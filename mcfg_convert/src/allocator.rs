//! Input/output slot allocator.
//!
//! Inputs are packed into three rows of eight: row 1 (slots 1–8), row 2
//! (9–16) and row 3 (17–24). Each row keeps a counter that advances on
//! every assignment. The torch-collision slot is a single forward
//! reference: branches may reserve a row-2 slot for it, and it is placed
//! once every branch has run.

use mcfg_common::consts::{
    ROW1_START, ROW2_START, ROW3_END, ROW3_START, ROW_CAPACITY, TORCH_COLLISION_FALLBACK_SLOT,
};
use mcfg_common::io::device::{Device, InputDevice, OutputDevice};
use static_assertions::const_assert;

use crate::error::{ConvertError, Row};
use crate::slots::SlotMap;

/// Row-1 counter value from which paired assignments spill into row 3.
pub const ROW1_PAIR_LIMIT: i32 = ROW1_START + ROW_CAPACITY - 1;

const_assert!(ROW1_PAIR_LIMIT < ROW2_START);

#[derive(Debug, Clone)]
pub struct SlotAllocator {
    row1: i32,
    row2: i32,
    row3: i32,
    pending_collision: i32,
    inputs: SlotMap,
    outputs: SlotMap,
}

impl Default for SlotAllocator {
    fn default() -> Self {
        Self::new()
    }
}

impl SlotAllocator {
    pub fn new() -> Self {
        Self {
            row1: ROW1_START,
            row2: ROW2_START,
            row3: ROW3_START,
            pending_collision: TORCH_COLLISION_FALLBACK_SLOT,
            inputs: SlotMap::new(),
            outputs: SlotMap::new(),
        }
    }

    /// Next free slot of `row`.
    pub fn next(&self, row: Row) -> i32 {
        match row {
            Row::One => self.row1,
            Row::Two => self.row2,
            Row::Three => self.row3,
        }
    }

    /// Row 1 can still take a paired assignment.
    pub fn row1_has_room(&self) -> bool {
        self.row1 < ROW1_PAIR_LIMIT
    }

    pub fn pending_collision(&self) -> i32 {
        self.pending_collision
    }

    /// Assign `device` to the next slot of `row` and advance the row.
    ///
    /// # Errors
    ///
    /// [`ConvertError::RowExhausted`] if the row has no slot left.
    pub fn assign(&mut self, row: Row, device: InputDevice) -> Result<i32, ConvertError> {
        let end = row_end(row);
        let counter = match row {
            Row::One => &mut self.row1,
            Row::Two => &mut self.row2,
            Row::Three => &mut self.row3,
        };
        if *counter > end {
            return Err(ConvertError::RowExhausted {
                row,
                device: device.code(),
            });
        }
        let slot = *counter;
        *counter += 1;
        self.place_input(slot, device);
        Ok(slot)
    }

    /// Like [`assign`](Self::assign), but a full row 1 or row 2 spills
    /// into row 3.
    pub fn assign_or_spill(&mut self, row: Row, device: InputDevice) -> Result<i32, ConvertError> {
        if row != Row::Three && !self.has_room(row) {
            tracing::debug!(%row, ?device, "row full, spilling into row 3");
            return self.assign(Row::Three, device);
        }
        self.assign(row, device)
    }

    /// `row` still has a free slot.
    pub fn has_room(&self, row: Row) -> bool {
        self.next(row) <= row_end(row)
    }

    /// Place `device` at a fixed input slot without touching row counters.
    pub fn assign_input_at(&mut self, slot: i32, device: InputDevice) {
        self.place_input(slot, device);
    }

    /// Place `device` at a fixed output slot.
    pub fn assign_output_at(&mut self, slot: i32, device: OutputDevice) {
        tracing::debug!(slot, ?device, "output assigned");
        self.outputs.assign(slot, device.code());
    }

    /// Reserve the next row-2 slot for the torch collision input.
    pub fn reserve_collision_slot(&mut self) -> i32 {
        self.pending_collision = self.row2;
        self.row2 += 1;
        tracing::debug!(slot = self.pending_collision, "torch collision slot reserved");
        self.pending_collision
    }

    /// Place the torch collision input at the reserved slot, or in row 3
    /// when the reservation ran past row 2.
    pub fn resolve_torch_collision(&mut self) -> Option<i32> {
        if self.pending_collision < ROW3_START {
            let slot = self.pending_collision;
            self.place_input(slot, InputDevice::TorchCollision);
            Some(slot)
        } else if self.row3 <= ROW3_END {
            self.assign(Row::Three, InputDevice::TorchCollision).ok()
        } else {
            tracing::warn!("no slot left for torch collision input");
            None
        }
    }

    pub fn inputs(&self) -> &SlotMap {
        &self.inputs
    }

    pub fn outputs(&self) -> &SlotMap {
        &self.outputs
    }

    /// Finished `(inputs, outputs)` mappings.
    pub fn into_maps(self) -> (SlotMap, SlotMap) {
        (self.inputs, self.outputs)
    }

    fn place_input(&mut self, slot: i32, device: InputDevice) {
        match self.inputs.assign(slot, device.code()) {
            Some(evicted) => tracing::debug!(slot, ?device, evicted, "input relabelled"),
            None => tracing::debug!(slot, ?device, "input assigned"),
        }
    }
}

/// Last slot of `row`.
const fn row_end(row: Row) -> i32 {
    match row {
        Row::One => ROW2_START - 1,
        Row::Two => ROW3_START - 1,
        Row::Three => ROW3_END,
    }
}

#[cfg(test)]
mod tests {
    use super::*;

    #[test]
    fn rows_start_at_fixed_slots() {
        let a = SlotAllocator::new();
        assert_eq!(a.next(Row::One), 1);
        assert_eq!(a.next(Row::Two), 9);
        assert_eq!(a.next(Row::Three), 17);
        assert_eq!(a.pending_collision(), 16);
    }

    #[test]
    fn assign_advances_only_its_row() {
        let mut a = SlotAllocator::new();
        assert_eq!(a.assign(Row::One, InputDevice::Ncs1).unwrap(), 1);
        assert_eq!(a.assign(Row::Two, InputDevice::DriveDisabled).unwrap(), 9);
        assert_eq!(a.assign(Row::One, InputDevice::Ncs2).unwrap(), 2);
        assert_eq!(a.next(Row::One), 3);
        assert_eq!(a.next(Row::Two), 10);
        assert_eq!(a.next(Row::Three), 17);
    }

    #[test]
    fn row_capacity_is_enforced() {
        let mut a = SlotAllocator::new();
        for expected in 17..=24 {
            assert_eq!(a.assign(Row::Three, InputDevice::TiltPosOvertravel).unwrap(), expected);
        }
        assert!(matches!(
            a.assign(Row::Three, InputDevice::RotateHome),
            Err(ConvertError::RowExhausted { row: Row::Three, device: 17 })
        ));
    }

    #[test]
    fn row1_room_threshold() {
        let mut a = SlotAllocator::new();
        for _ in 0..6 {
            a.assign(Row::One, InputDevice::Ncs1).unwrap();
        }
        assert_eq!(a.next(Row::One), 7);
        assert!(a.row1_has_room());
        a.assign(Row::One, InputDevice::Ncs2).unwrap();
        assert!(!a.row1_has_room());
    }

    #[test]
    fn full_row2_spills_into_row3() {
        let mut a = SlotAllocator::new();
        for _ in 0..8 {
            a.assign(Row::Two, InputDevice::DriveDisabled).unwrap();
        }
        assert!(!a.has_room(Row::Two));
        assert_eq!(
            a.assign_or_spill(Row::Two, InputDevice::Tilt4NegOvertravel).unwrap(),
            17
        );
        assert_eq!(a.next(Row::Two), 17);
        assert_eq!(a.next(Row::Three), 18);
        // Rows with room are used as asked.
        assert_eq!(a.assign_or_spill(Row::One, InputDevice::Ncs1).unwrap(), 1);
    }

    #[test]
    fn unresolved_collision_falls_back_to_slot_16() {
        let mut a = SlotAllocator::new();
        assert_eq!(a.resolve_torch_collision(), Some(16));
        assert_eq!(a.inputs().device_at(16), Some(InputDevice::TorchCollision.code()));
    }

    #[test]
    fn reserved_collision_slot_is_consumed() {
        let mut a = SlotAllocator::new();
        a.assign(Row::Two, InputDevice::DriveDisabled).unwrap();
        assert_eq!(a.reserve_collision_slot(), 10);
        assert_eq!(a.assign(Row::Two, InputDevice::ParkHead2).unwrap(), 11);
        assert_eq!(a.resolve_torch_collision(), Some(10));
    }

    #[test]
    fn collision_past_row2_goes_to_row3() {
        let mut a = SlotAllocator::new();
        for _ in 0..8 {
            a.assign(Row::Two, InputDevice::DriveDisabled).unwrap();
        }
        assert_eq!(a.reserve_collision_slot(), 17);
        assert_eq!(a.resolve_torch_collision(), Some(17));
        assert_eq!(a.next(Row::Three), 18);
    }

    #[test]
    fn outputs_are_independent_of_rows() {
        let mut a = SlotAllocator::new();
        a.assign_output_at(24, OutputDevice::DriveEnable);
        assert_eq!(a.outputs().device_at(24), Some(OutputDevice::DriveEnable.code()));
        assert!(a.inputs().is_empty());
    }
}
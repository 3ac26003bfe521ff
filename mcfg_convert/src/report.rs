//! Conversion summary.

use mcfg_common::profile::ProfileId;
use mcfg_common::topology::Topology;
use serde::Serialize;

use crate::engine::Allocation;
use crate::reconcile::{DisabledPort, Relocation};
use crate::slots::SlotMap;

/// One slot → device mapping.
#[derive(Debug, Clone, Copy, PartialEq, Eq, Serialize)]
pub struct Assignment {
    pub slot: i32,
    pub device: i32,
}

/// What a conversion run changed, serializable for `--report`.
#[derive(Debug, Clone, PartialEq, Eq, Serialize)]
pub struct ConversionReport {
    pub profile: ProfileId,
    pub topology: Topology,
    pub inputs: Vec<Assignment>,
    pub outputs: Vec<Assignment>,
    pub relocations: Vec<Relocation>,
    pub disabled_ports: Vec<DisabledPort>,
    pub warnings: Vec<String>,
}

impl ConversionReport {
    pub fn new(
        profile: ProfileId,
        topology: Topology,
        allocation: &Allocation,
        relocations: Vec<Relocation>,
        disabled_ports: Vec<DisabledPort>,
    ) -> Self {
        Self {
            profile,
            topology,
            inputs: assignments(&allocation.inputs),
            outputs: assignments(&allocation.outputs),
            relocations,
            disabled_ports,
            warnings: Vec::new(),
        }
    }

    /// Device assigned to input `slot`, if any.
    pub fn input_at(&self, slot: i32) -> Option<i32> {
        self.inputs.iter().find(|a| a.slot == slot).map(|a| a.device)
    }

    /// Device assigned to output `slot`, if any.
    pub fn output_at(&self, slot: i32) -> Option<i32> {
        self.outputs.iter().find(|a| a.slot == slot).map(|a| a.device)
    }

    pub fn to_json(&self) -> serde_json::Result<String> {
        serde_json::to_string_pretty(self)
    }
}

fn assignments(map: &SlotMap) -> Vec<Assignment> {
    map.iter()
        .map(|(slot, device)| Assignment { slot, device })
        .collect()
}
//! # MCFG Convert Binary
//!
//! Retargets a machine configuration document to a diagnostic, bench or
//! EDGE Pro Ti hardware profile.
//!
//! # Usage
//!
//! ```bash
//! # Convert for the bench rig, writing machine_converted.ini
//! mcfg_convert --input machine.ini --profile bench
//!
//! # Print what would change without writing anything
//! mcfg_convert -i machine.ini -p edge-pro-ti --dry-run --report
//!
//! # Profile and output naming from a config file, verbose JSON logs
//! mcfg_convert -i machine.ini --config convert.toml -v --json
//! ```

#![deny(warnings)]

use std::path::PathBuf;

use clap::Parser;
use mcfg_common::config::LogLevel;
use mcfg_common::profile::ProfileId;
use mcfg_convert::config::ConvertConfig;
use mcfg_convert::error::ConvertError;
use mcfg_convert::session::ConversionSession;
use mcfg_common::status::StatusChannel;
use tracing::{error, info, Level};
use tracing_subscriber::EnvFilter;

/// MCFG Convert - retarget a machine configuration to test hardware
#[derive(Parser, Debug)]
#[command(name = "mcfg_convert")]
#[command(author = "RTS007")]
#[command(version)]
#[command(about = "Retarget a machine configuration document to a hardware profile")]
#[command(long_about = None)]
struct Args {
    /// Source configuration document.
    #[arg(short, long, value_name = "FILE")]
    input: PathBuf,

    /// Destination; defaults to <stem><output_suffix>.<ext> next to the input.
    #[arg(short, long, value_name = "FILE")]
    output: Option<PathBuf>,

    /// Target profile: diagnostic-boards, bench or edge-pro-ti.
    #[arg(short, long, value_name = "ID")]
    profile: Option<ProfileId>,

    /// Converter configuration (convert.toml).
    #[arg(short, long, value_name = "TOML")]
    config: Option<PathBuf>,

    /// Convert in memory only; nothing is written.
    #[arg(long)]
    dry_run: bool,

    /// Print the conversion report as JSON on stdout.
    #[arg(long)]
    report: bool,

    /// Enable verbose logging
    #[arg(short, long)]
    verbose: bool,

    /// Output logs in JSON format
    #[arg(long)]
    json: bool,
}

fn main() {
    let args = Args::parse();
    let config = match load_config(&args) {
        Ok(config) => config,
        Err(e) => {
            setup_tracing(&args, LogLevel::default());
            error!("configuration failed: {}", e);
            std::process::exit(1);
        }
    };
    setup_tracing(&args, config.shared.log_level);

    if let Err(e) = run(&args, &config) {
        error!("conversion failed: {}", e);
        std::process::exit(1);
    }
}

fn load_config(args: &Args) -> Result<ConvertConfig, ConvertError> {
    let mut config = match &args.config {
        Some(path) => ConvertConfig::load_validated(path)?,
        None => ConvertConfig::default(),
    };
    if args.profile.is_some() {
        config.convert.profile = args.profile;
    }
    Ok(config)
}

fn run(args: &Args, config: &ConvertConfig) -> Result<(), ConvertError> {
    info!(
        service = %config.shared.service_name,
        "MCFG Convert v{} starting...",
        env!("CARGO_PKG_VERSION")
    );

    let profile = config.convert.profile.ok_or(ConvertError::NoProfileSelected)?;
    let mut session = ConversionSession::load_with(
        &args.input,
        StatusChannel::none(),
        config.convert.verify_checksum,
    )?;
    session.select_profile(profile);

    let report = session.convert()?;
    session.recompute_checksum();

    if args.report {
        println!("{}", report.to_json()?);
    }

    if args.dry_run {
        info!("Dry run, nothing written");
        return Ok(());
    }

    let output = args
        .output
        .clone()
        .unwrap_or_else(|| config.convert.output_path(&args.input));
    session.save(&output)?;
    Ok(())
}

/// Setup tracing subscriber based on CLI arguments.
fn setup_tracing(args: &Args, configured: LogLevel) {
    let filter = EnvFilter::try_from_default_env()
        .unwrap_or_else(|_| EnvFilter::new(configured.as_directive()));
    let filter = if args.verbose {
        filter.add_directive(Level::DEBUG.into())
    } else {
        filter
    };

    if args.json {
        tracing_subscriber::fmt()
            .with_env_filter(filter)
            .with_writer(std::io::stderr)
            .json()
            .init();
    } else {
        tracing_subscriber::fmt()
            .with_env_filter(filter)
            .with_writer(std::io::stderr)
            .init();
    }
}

________

— TASK DIRECTIONS —
The lines above from the one with "self.assign(Row::Three, InputDevice::TorchCollision).ok()" through the one with "pub fn outputs(&self)" are to be duplicated exactly, ends included, with nothing added.

— TASK RESULT —
            self.assign(Row::Three, InputDevice::TorchCollision).ok()
        } else {
            tracing::warn!("no slot left for torch collision input");
            None
        }
    }

    pub fn inputs(&self) -> &SlotMap {
        &self.inputs
    }

    pub fn outputs(&self) -> &SlotMap {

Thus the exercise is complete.